**Required work**. Every line that holds the word "declaration" needs to be copied from the data below.

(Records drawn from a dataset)
+ + +
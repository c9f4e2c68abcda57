//! Reaction resolution
//!
//! Maps a struck hotspot and a trigger kind to at most one strongly-typed
//! [`Action`], validating destination references against the story. Broken
//! references are reported, never fatal: the caller treats them as no-ops.

use thiserror::Error;

use crate::story::{ActionKind, Link, Reaction, Story, TransitionKind, Trigger};

/// Strongly-typed effect of a resolved reaction
#[derive(Debug, Clone, Copy, PartialEq)]
pub enum Action {
    /// Navigate to another page
    Navigate {
        target: usize,
        animation: TransitionKind,
        /// Raw export duration; the scheduler normalizes it
        duration: f32,
        /// Suppress auto-scroll on arrival
        suppress_scroll: bool,
        /// Destination opens as a modal
        modal: bool,
    },
    /// Open a page as a modal overlay
    Overlay {
        target: usize,
        animation: TransitionKind,
        duration: f32,
    },
    /// Scroll within the current page - not handled by navigation
    Scroll,
    /// Navigate back to the previous page
    Back,
    /// Explicit no-op
    None,
}

/// Recoverable runtime navigation error. None of these end the session;
/// the engine reports them and stays on the current page.
#[derive(Debug, Clone, PartialEq, Eq, Error)]
pub enum NavigationError {
    #[error("hotspot {link_index} targets missing page {target} ({page_count} pages)")]
    BrokenReference {
        link_index: usize,
        target: usize,
        page_count: usize,
    },

    #[error("hotspot {link_index} carries an action this engine does not support")]
    UnsupportedAction { link_index: usize },

    #[error("a transition is in progress, interaction dropped")]
    ConcurrentTransitionRejected,
}

/// Resolves a hotspot against a trigger kind.
///
/// Reactions are filtered to the trigger; the first declaration-order match
/// wins. Inert reactions (missing trigger or action) never match. Returns
/// `Ok(None)` when nothing matches, `Err` for broken references and unknown
/// action kinds.
pub fn resolve(
    story: &Story,
    link: &Link,
    trigger: Trigger,
) -> Result<Option<Action>, NavigationError> {
    let matched = link
        .reactions
        .iter()
        .find(|r| !r.is_inert() && r.trigger == Some(trigger));

    let Some(reaction) = matched else {
        return Ok(None);
    };
    let Some(kind) = reaction.action else {
        return Ok(None);
    };

    match kind {
        ActionKind::Frame => {
            let target = resolve_target(story, link, reaction)?;
            Ok(Some(Action::Navigate {
                target,
                animation: reaction.anim,
                duration: reaction.duration,
                suppress_scroll: reaction.disable_auto_scroll,
                modal: reaction.dest_modal,
            }))
        }
        ActionKind::Overlay => {
            let target = resolve_target(story, link, reaction)?;
            Ok(Some(Action::Overlay {
                target,
                animation: reaction.anim,
                duration: reaction.duration,
            }))
        }
        ActionKind::Scroll => Ok(Some(Action::Scroll)),
        ActionKind::Back => Ok(Some(Action::Back)),
        ActionKind::None => Ok(Some(Action::None)),
        ActionKind::Unsupported => Err(NavigationError::UnsupportedAction {
            link_index: link.index,
        }),
    }
}

fn resolve_target(
    story: &Story,
    link: &Link,
    reaction: &Reaction,
) -> Result<usize, NavigationError> {
    if story.page_at(reaction.frame_index).is_some() {
        Ok(reaction.frame_index)
    } else {
        Err(NavigationError::BrokenReference {
            link_index: link.index,
            target: reaction.frame_index,
            page_count: story.page_count(),
        })
    }
}
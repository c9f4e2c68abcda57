//! Prototype navigation engine
//!
//! Composes the story graph into a running prototype: hit testing, reaction
//! resolution, transition scheduling, and the per-session navigation state
//! machine.
//!
//! # Architecture
//!
//! ```text
//! Raw input (winit) → PointerCollector → SessionCommand
//!                                            ↓
//!                                    NavigationSession
//!                              (hit test → resolve → commit)
//!                                            ↓
//!                                   TransitionScheduler
//!                                    (ticked externally)
//!                                            ↓
//!                                    SessionObservers
//!                                    (render boundary)
//! ```
//!
//! # Usage
//!
//! ```ignore
//! let mut session = NavigationSession::new(story, PlayerConfig::default())?;
//! session.subscribe(Box::new(renderer_bridge));
//!
//! // From the input layer
//! session.pointer_down(x, y);
//! session.pointer_up(x, y);
//!
//! // Each frame
//! session.tick(delta_time);
//! ```

pub mod config;
mod events;
mod hit;
mod input;
mod resolver;
mod session;
mod transition;

// Re-export public API
pub use config::{ActivationPolicy, PlayerConfig, SessionConfig};
pub use events::{EventLog, EventLogHandle, SessionEvent, SessionObserver};
pub use hit::hit_test;
pub use input::{PointerCollector, SessionCommand};
pub use resolver::{Action, NavigationError, resolve};
pub use session::{NavigationSession, SessionStats};
pub use transition::{
    Begun, Progress, Transition, TransitionError, TransitionScheduler, normalize_duration,
};
//! Story value types
//!
//! Immutable value structs mirroring the design-tool export. Pages reference
//! each other by integer index rather than by pointer, which keeps the types
//! cheap to copy and straightforward to serialize in tests.

use enum_map::Enum;
use serde::{Deserialize, Serialize};

/// Rectangular region in page-local coordinates
#[derive(Debug, Clone, Copy, PartialEq, Serialize, Deserialize)]
pub struct Rect {
    pub x: f32,
    pub y: f32,
    pub width: f32,
    pub height: f32,
}

impl Rect {
    /// Create a new rectangle
    pub fn new(x: f32, y: f32, width: f32, height: f32) -> Self {
        Self {
            x,
            y,
            width,
            height,
        }
    }

    /// Check if a point is inside this rectangle
    pub fn contains(&self, pos: [f32; 2]) -> bool {
        pos[0] >= self.x
            && pos[0] <= self.x + self.width
            && pos[1] >= self.y
            && pos[1] <= self.y + self.height
    }

    /// Get the center point of the rectangle
    pub fn center(&self) -> [f32; 2] {
        [self.x + self.width / 2.0, self.y + self.height / 2.0]
    }
}

/// Input event kind that can fire a reaction
///
/// Only `ON_CLICK` appears in observed exports; the remaining kinds complete
/// the closed set the export format allows.
#[derive(Debug, Clone, Copy, PartialEq, Eq, Hash, Enum, Serialize, Deserialize)]
#[serde(rename_all = "SCREAMING_SNAKE_CASE")]
pub enum Trigger {
    OnClick,
    OnPress,
    OnHover,
    OnDrag,
}

/// Raw action kind carried by a reaction
///
/// The export encodes this as a flat string field; unknown strings collapse
/// into [`ActionKind::Unsupported`] and are handled like broken references.
#[derive(Debug, Clone, Copy, PartialEq, Eq, Serialize, Deserialize)]
#[serde(rename_all = "SCREAMING_SNAKE_CASE")]
pub enum ActionKind {
    /// Navigate to another page (`"FRAME"` in the export)
    Frame,
    /// Open the destination as a modal overlay
    Overlay,
    /// Scroll within the current page
    Scroll,
    /// Navigate back to the previous page
    Back,
    /// Explicit no-op
    None,
    /// Any action string this engine does not know
    #[serde(other)]
    Unsupported,
}

/// Transition animation class
///
/// The export encodes this as a small integer; `0` (dissolve) is the only
/// value observed. Unknown values fall back to dissolve.
#[derive(Debug, Clone, Copy, PartialEq, Eq, Serialize, Deserialize)]
#[serde(from = "u8", into = "u8")]
pub enum TransitionKind {
    Dissolve,
    SmartAnimate,
    Push,
    SlideIn,
    SlideOut,
}

impl Default for TransitionKind {
    fn default() -> Self {
        TransitionKind::Dissolve
    }
}

impl From<u8> for TransitionKind {
    fn from(value: u8) -> Self {
        match value {
            1 => TransitionKind::SmartAnimate,
            2 => TransitionKind::Push,
            3 => TransitionKind::SlideIn,
            4 => TransitionKind::SlideOut,
            _ => TransitionKind::Dissolve,
        }
    }
}

impl From<TransitionKind> for u8 {
    fn from(kind: TransitionKind) -> Self {
        match kind {
            TransitionKind::Dissolve => 0,
            TransitionKind::SmartAnimate => 1,
            TransitionKind::Push => 2,
            TransitionKind::SlideIn => 3,
            TransitionKind::SlideOut => 4,
        }
    }
}

/// A trigger-to-action binding attached to a hotspot
#[derive(Debug, Clone, PartialEq, Serialize, Deserialize)]
#[serde(rename_all = "camelCase")]
pub struct Reaction {
    /// Input kind that fires this reaction; a reaction without one is inert
    #[serde(default)]
    pub trigger: Option<Trigger>,
    /// Effect of the reaction; a reaction without one is inert
    #[serde(default)]
    pub action: Option<ActionKind>,
    /// Index of the owning page - must match, enforced at validation time
    pub src_page_index: usize,
    /// Destination page index for navigate/overlay actions
    pub frame_index: usize,
    /// Suppress auto-scroll on arrival at the destination
    #[serde(default)]
    pub disable_auto_scroll: bool,
    /// Transition animation class
    #[serde(default, rename = "transAnimType")]
    pub anim: TransitionKind,
    /// Transition duration. Usually seconds, but some exports encode raw
    /// milliseconds; the scheduler normalizes before use.
    #[serde(default, rename = "transAnimDuration")]
    pub duration: f32,
    /// Destination opens as a modal
    #[serde(default, rename = "tmpDestModal")]
    pub dest_modal: bool,
}

impl Reaction {
    /// A reaction lacking a trigger or an action never matches anything
    pub fn is_inert(&self) -> bool {
        self.trigger.is_none() || self.action.is_none()
    }
}

/// A clickable hotspot on a page
#[derive(Debug, Clone, PartialEq, Serialize, Deserialize)]
#[serde(rename_all = "camelCase")]
pub struct Link {
    /// Display/debug label
    #[serde(default)]
    pub name: String,
    /// Hit region in page-local coordinates
    pub rect: Rect,
    /// Story-wide hotspot identifier, unique across all pages
    pub index: usize,
    /// Reactions in declaration order; first trigger match wins
    #[serde(default)]
    pub reactions: Vec<Reaction>,
}

/// One navigable screen of the prototype
#[derive(Debug, Clone, PartialEq, Serialize, Deserialize)]
#[serde(rename_all = "camelCase")]
pub struct Page {
    /// Stable identifier from the design document
    pub id: String,
    /// Index of the group this page belongs to
    #[serde(default)]
    pub group_index: usize,
    /// Human title/path, e.g. `MainMenu/Color_picker`
    pub title: String,
    /// Rendered image asset name
    #[serde(default)]
    pub image: String,
    /// Position in the story's page list
    pub index: usize,
    pub width: f32,
    pub height: f32,
    /// Canvas placement - document layout only, irrelevant to navigation
    #[serde(default)]
    pub x: f32,
    #[serde(default)]
    pub y: f32,
    /// Content scrolls vertically; preserved for the renderer
    #[serde(default)]
    pub proto_overflow_v: bool,
    /// Content scrolls horizontally; preserved for the renderer
    #[serde(default)]
    pub proto_overflow_h: bool,
    /// Hotspots in declaration order; later entries sit on top
    #[serde(default)]
    pub links: Vec<Link>,
}

/// A named visual grouping of pages - presentational only
#[derive(Debug, Clone, PartialEq, Serialize, Deserialize)]
#[serde(rename_all = "camelCase")]
pub struct Group {
    pub id: String,
    pub index: usize,
    pub name: String,
    #[serde(default)]
    pub back_color: String,
    #[serde(default)]
    pub sections: Vec<Section>,
}

/// Section within a group
#[derive(Debug, Clone, PartialEq, Serialize, Deserialize)]
#[serde(rename_all = "camelCase")]
pub struct Section {
    #[serde(default)]
    pub name: String,
}

/// Document metadata carried through opaquely
#[derive(Debug, Clone, PartialEq, Default, Serialize, Deserialize)]
#[serde(rename_all = "camelCase")]
pub struct DocMeta {
    #[serde(default)]
    pub doc_name: String,
    #[serde(default)]
    pub doc_path: String,
    #[serde(default)]
    pub doc_version: u64,
    #[serde(default)]
    pub owner_name: String,
    #[serde(default)]
    pub owner_email: String,
    #[serde(default)]
    pub author_name: String,
    #[serde(default)]
    pub author_email: String,
    #[serde(default)]
    pub file_type: String,
}

#[cfg(test)]
mod tests {
    use super::*;

    #[test]
    fn test_rect_contains() {
        let rect = Rect::new(61.0, 114.0, 198.0, 46.0);
        assert!(rect.contains([100.0, 130.0]));
        assert!(rect.contains([61.0, 114.0])); // edges are inclusive
        assert!(rect.contains([259.0, 160.0]));
        assert!(!rect.contains([0.0, 0.0]));
        assert!(!rect.contains([60.9, 130.0]));
    }

    #[test]
    fn test_rect_center() {
        let rect = Rect::new(10.0, 20.0, 40.0, 60.0);
        assert_eq!(rect.center(), [30.0, 50.0]);
    }

    #[test]
    fn test_transition_kind_from_u8() {
        assert_eq!(TransitionKind::from(0), TransitionKind::Dissolve);
        assert_eq!(TransitionKind::from(2), TransitionKind::Push);
        // Unknown animation codes fall back to dissolve
        assert_eq!(TransitionKind::from(99), TransitionKind::Dissolve);
        assert_eq!(u8::from(TransitionKind::SlideOut), 4);
    }

    #[test]
    fn test_inert_reaction() {
        let mut reaction = Reaction {
            trigger: Some(Trigger::OnClick),
            action: Some(ActionKind::Frame),
            src_page_index: 0,
            frame_index: 1,
            disable_auto_scroll: true,
            anim: TransitionKind::Dissolve,
            duration: 0.3,
            dest_modal: false,
        };
        assert!(!reaction.is_inert());

        reaction.action = None;
        assert!(reaction.is_inert());

        reaction.action = Some(ActionKind::Frame);
        reaction.trigger = None;
        assert!(reaction.is_inert());
    }
}
//! Page index contiguity check

use crate::story::Story;
use crate::validate::StructuralError;
use crate::validate::check::{CheckResult, StoryCheck};

/// Scans for pages whose declared index disagrees with their list position.
///
/// Contiguity and uniqueness both follow from every page's index matching
/// its position in the list.
pub fn violations(story: &Story) -> Vec<StructuralError> {
    story
        .pages
        .iter()
        .enumerate()
        .filter(|(position, page)| *position != page.index)
        .map(|(position, page)| StructuralError::PageIndexMismatch {
            position,
            index: page.index,
        })
        .collect()
}

/// Checks that page indices are unique and contiguous
pub struct PageIndexCheck;

impl PageIndexCheck {
    pub fn new() -> Self {
        Self
    }
}

impl Default for PageIndexCheck {
    fn default() -> Self {
        Self::new()
    }
}

impl StoryCheck for PageIndexCheck {
    fn name(&self) -> &'static str {
        "Page indices"
    }

    fn description(&self) -> Option<&'static str> {
        Some("page indices must be unique and contiguous from zero")
    }

    fn check(&self, story: &Story) -> CheckResult {
        let violations = violations(story);
        if violations.is_empty() {
            CheckResult::pass(format!("{} pages indexed contiguously", story.page_count()))
        } else {
            let details = violations
                .iter()
                .map(|v| format!("  ✗ {v}"))
                .collect::<Vec<_>>()
                .join("\n");
            CheckResult::fail(format!("{} page(s) misindexed", violations.len()))
                .with_details(details)
        }
    }
}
+ + +
**Exercise answer**.
/// Reactions are filtered to the trigger; the first declaration-order match
    /// Reactions in declaration order; first trigger match wins
    /// Hotspots in declaration order; later entries sit on top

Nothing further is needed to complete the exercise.